Collected data entries:

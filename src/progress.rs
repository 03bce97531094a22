use std::collections::HashMap;

use thiserror::Error;

use crate::catalog::{ProjectCatalog, Track};
use crate::models::{fold_key, same_key, ProgressStatus, ProgressionEntry, StudentTracks, TrackState};

#[derive(Debug, Error, PartialEq)]
pub enum ResolveError {
    #[error("progression entry for group {group_id} has no project name")]
    MissingProjectName { group_id: String },
    #[error("progression entry belongs to {found}, expected {expected}")]
    ForeignEntry { expected: String, found: String },
}

#[derive(Debug, Clone, Copy, PartialEq, Eq)]
pub enum ElectiveChoice {
    Rust,
    Java,
    Neither,
    /// Both electives show activity. Left unresolved for the caller.
    Conflict,
}

fn index_entries(entries: &[ProgressionEntry]) -> HashMap<String, &ProgressStatus> {
    let mut by_project: HashMap<String, &ProgressStatus> = HashMap::new();
    for entry in entries {
        let key = fold_key(&entry.project_name);
        by_project
            .entry(key)
            .and_modify(|current| {
                if entry.group_status.rank() > current.rank() {
                    *current = &entry.group_status;
                }
            })
            .or_insert(&entry.group_status);
    }
    by_project
}

/// Resolves the active (or last finished) project of one track.
pub fn resolve_track(
    catalog: &ProjectCatalog,
    track: Track,
    entries: &[ProgressionEntry],
) -> TrackState {
    let by_project = index_entries(entries);
    let mut last_finished: Option<&str> = None;
    let mut active: Option<(&str, ProgressStatus)> = None;
    let mut first_unfinished: Option<&str> = None;
    let mut all_finished = true;

    for project in catalog.projects(track) {
        match by_project.get(&fold_key(&project.name)) {
            Some(status) if **status == ProgressStatus::Finished => {
                last_finished = Some(project.name.as_str());
            }
            Some(status) => {
                all_finished = false;
                if active.is_none() {
                    active = Some((project.name.as_str(), (*status).clone()));
                }
            }
            None => {
                all_finished = false;
                if first_unfinished.is_none() {
                    first_unfinished = Some(project.name.as_str());
                }
            }
        }
    }

    if all_finished {
        // An empty track lands here too, with no project at all.
        return TrackState {
            project: last_finished.map(str::to_string),
            status: ProgressStatus::Finished,
            all_finished: true,
        };
    }

    match active {
        Some((name, status)) => TrackState {
            project: Some(name.to_string()),
            status,
            all_finished: false,
        },
        None => TrackState {
            project: first_unfinished.map(str::to_string),
            status: ProgressStatus::WithoutGroup,
            all_finished: false,
        },
    }
}

pub fn resolve_student(
    catalog: &ProjectCatalog,
    login: &str,
    entries: &[ProgressionEntry],
) -> Result<StudentTracks, ResolveError> {
    for entry in entries {
        if entry.project_name.trim().is_empty() {
            return Err(ResolveError::MissingProjectName {
                group_id: entry.group_id.clone(),
            });
        }
        if !same_key(&entry.student_login, login) {
            return Err(ResolveError::ForeignEntry {
                expected: login.to_string(),
                found: entry.student_login.clone(),
            });
        }
    }

    Ok(StudentTracks {
        golang: resolve_track(catalog, Track::Golang, entries),
        javascript: resolve_track(catalog, Track::Javascript, entries),
        rust: resolve_track(catalog, Track::Rust, entries),
        java: resolve_track(catalog, Track::Java, entries),
    })
}

/// A track counts as touched once the student moved past its first project
/// or got any status other than "without group" on it.
fn is_touched(catalog: &ProjectCatalog, track: Track, state: &TrackState) -> bool {
    let first = catalog.first_project(track).map(|project| project.name.as_str());
    let moved = match (state.project.as_deref(), first) {
        (Some(project), Some(first)) => !same_key(project, first),
        (None, None) => false,
        _ => true,
    };
    moved || state.status != ProgressStatus::WithoutGroup
}

pub fn normalize_electives(catalog: &ProjectCatalog, tracks: &mut StudentTracks) -> ElectiveChoice {
    let rust_active = is_touched(catalog, Track::Rust, &tracks.rust);
    let java_active = is_touched(catalog, Track::Java, &tracks.java);

    match (rust_active, java_active) {
        (true, false) => {
            tracks.java = TrackState::not_chosen();
            ElectiveChoice::Rust
        }
        (false, true) => {
            tracks.rust = TrackState::not_chosen();
            ElectiveChoice::Java
        }
        (false, false) => {
            tracks.rust = TrackState::not_chosen();
            tracks.java = TrackState::not_chosen();
            ElectiveChoice::Neither
        }
        (true, true) => ElectiveChoice::Conflict,
    }
}

/// The project shown as the student's current one: first unfinished track
/// among Golang, Javascript and the chosen elective(s).
pub fn current_project(tracks: &StudentTracks) -> (Option<String>, ProgressStatus) {
    let mut last_finished: Option<&str> = None;
    for track in Track::ALL {
        let state = tracks.get(track);
        if state.status == ProgressStatus::NotChosen {
            continue;
        }
        if !state.all_finished {
            return (state.project.clone(), state.status.clone());
        }
        if state.project.is_some() {
            last_finished = state.project.as_deref();
        }
    }
    (
        last_finished.map(str::to_string),
        ProgressStatus::Finished,
    )
}
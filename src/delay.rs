use serde::{Deserialize, Serialize};

use crate::catalog::ProjectCatalog;
use crate::models::{same_key, DelayLevel, ProgressStatus, StudentTracks, TrackState};

const FINISHED_MARKER: &str = "Fin";
const SPECIALTY_MARKER: &str = "spécialité";

#[derive(Debug, Clone, PartialEq, Serialize, Deserialize)]
#[serde(from = "RawExpected", into = "RawExpected")]
pub enum ExpectedProject {
    /// Curriculum is over; students are validated or not.
    Finished,
    Specialty,
    Project(String),
    Elective {
        rust: Option<String>,
        java: Option<String>,
    },
}

#[derive(Debug, Clone, Serialize, Deserialize)]
#[serde(untagged)]
enum RawExpected {
    Name(String),
    Elective {
        #[serde(default)]
        rust: Option<String>,
        #[serde(default)]
        java: Option<String>,
    },
}

impl From<RawExpected> for ExpectedProject {
    fn from(raw: RawExpected) -> Self {
        match raw {
            RawExpected::Name(name) if name.trim() == FINISHED_MARKER => ExpectedProject::Finished,
            RawExpected::Name(name) if name.trim() == SPECIALTY_MARKER => ExpectedProject::Specialty,
            RawExpected::Name(name) => ExpectedProject::Project(name.trim().to_string()),
            RawExpected::Elective { rust, java } => ExpectedProject::Elective {
                rust: rust.filter(|name| !name.trim().is_empty()),
                java: java.filter(|name| !name.trim().is_empty()),
            },
        }
    }
}

impl From<ExpectedProject> for RawExpected {
    fn from(value: ExpectedProject) -> Self {
        match value {
            ExpectedProject::Finished => RawExpected::Name(FINISHED_MARKER.to_string()),
            ExpectedProject::Specialty => RawExpected::Name(SPECIALTY_MARKER.to_string()),
            ExpectedProject::Project(name) => RawExpected::Name(name),
            ExpectedProject::Elective { rust, java } => RawExpected::Elective { rust, java },
        }
    }
}

#[derive(Debug, Clone, PartialEq, Eq)]
pub enum ClassifierAnomaly {
    /// The expected project is not in the catalog; the level fell back to `bien`.
    UnknownExpectedProject(String),
}

#[derive(Debug, Clone, PartialEq)]
pub struct Classification {
    pub level: DelayLevel,
    pub anomaly: Option<ClassifierAnomaly>,
}

impl Classification {
    fn level(level: DelayLevel) -> Self {
        Self {
            level,
            anomaly: None,
        }
    }

    fn unknown_target(name: &str) -> Self {
        Self {
            level: DelayLevel::Bien,
            anomaly: Some(ClassifierAnomaly::UnknownExpectedProject(name.to_string())),
        }
    }
}

fn is_chosen(state: &TrackState) -> bool {
    state.project.is_some()
        && !matches!(
            state.status,
            ProgressStatus::NotChosen | ProgressStatus::WithoutGroup
        )
}

fn compare(catalog: &ProjectCatalog, student: Option<&str>, expected: &str) -> Classification {
    let Some(student) = student else {
        return Classification::level(DelayLevel::EnRetard);
    };
    if same_key(student, expected) {
        return Classification::level(DelayLevel::Bien);
    }
    let Some(expected_index) = catalog.global_index(expected) else {
        return Classification::unknown_target(expected);
    };
    let Some(student_index) = catalog.global_index(student) else {
        return Classification::level(DelayLevel::EnRetard);
    };

    let level = match student_index.cmp(&expected_index) {
        std::cmp::Ordering::Greater => DelayLevel::EnAvance,
        std::cmp::Ordering::Less => DelayLevel::EnRetard,
        std::cmp::Ordering::Equal => DelayLevel::Bien,
    };
    Classification::level(level)
}

/// Classifies a student whose tracks were already resolved and normalized.
pub fn classify(
    catalog: &ProjectCatalog,
    expected: &ExpectedProject,
    tracks: &StudentTracks,
) -> Classification {
    let all_tracks_completed = tracks.all_tracks_completed();

    match expected {
        ExpectedProject::Finished => Classification::level(if all_tracks_completed {
            DelayLevel::Valide
        } else {
            DelayLevel::NonValide
        }),
        _ if all_tracks_completed => Classification::level(DelayLevel::Specialite),
        ExpectedProject::Specialty => Classification::level(DelayLevel::Specialite),
        ExpectedProject::Elective { rust, java } => {
            let chosen = if is_chosen(&tracks.rust) {
                Some((&tracks.rust, rust))
            } else if is_chosen(&tracks.java) {
                Some((&tracks.java, java))
            } else {
                None
            };
            match chosen {
                Some((state, Some(target))) => compare(catalog, state.project.as_deref(), target),
                // No elective engaged, or nothing expected on the chosen one.
                _ => Classification::level(DelayLevel::EnRetard),
            }
        }
        ExpectedProject::Project(name) => match catalog.track_of(name) {
            Some(track) => compare(catalog, tracks.get(track).project.as_deref(), name),
            None => {
                tracing::warn!(project = %name, "expected project is not in the catalog");
                Classification::unknown_target(name)
            }
        },
    }
}
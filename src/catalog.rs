use std::collections::HashMap;
use std::fmt;
use std::path::Path;

use serde::{Deserialize, Serialize};
use thiserror::Error;

use crate::models::fold_key;

#[derive(Debug, Error)]
pub enum CatalogError {
    #[error("failed to read catalog {path}: {source}")]
    Io {
        path: String,
        source: std::io::Error,
    },
    #[error("failed to parse catalog: {0}")]
    Parse(#[from] serde_json::Error),
    #[error("project {0} is listed more than once")]
    DuplicateProject(String),
}

#[derive(Debug, Clone, Copy, PartialEq, Eq, Hash, PartialOrd, Ord, Serialize, Deserialize)]
pub enum Track {
    Golang,
    Javascript,
    Rust,
    Java,
}

impl Track {
    pub const ALL: [Track; 4] = [Track::Golang, Track::Javascript, Track::Rust, Track::Java];

    pub fn as_str(self) -> &'static str {
        match self {
            Track::Golang => "Golang",
            Track::Javascript => "Javascript",
            Track::Rust => "Rust",
            Track::Java => "Java",
        }
    }

    fn index(self) -> usize {
        self as usize
    }
}

impl fmt::Display for Track {
    fn fmt(&self, f: &mut fmt::Formatter<'_>) -> fmt::Result {
        f.write_str(self.as_str())
    }
}

#[derive(Debug, Clone, PartialEq, Serialize)]
pub struct Project {
    pub id: Option<i64>,
    pub name: String,
    pub track: Track,
    pub track_index: usize,
    pub global_index: usize,
    pub weeks: Option<f64>,
}

/// Raw catalog entry as stored in the catalog file.
#[derive(Debug, Clone, Deserialize)]
pub struct CatalogEntry {
    #[serde(default)]
    pub id: Option<i64>,
    pub name: String,
    #[serde(default)]
    pub project_time_week: Option<f64>,
}

#[derive(Debug, Default, Deserialize)]
#[serde(rename_all = "PascalCase")]
struct CatalogFile {
    #[serde(default)]
    golang: Vec<CatalogEntry>,
    #[serde(default)]
    javascript: Vec<CatalogEntry>,
    #[serde(default)]
    rust: Vec<CatalogEntry>,
    #[serde(default)]
    java: Vec<CatalogEntry>,
}

#[derive(Debug, Clone, Default)]
pub struct ProjectCatalog {
    tracks: [Vec<Project>; 4],
    by_name: HashMap<String, (Track, usize)>,
}

impl ProjectCatalog {
    /// Builds the catalog from per-track entries given in track order.
    pub fn from_tracks(
        tracks: impl IntoIterator<Item = (Track, Vec<CatalogEntry>)>,
    ) -> Result<Self, CatalogError> {
        let mut grouped: [Vec<CatalogEntry>; 4] = Default::default();
        for (track, entries) in tracks {
            grouped[track.index()].extend(entries);
        }

        let mut catalog = ProjectCatalog::default();
        let mut global_index = 0usize;
        for track in Track::ALL {
            for (track_index, entry) in std::mem::take(&mut grouped[track.index()])
                .into_iter()
                .enumerate()
            {
                let key = fold_key(&entry.name);
                if catalog.by_name.contains_key(&key) {
                    return Err(CatalogError::DuplicateProject(entry.name));
                }
                catalog.by_name.insert(key, (track, track_index));
                catalog.tracks[track.index()].push(Project {
                    id: entry.id,
                    name: entry.name.trim().to_string(),
                    track,
                    track_index,
                    global_index,
                    weeks: entry.project_time_week,
                });
                global_index += 1;
            }
        }

        Ok(catalog)
    }

    /// Project names only, for fixtures.
    #[cfg(test)]
    pub fn from_names(tracks: &[(Track, &[&str])]) -> Result<Self, CatalogError> {
        Self::from_tracks(tracks.iter().map(|(track, names)| {
            let entries = names
                .iter()
                .map(|name| CatalogEntry {
                    id: None,
                    name: (*name).to_string(),
                    project_time_week: None,
                })
                .collect();
            (*track, entries)
        }))
    }

    pub fn from_json(raw: &str) -> Result<Self, CatalogError> {
        let file: CatalogFile = serde_json::from_str(raw)?;
        Self::from_tracks([
            (Track::Golang, file.golang),
            (Track::Javascript, file.javascript),
            (Track::Rust, file.rust),
            (Track::Java, file.java),
        ])
    }

    pub fn load(path: &Path) -> Result<Self, CatalogError> {
        let raw = std::fs::read_to_string(path).map_err(|source| CatalogError::Io {
            path: path.display().to_string(),
            source,
        })?;
        Self::from_json(&raw)
    }

    pub fn projects(&self, track: Track) -> &[Project] {
        &self.tracks[track.index()]
    }

    pub fn first_project(&self, track: Track) -> Option<&Project> {
        self.projects(track).first()
    }

    /// Case-insensitive lookup by project name.
    pub fn find(&self, name: &str) -> Option<&Project> {
        let (track, index) = self.by_name.get(&fold_key(name))?;
        self.tracks[track.index()].get(*index)
    }

    pub fn track_of(&self, name: &str) -> Option<Track> {
        self.find(name).map(|project| project.track)
    }

    pub fn global_index(&self, name: &str) -> Option<usize> {
        self.find(name).map(|project| project.global_index)
    }

    pub fn len(&self) -> usize {
        self.by_name.len()
    }
}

WORK REQUEST: Take the lines above from the one containing "return (state.project.clone(), state.status.clone());" to the one containing "use crate::catalog::ProjectCatalog;" and retype them exactly, both ends included, with nothing added.

SOLUTION TO THIS EXERCISE:
            return (state.project.clone(), state.status.clone());
        }
        if state.project.is_some() {
            last_finished = state.project.as_deref();
        }
    }
    (
        last_finished.map(str::to_string),
        ProgressStatus::Finished,
    )
}
filename src/delay.rs
use serde::{Deserialize, Serialize};

use crate::catalog::ProjectCatalog;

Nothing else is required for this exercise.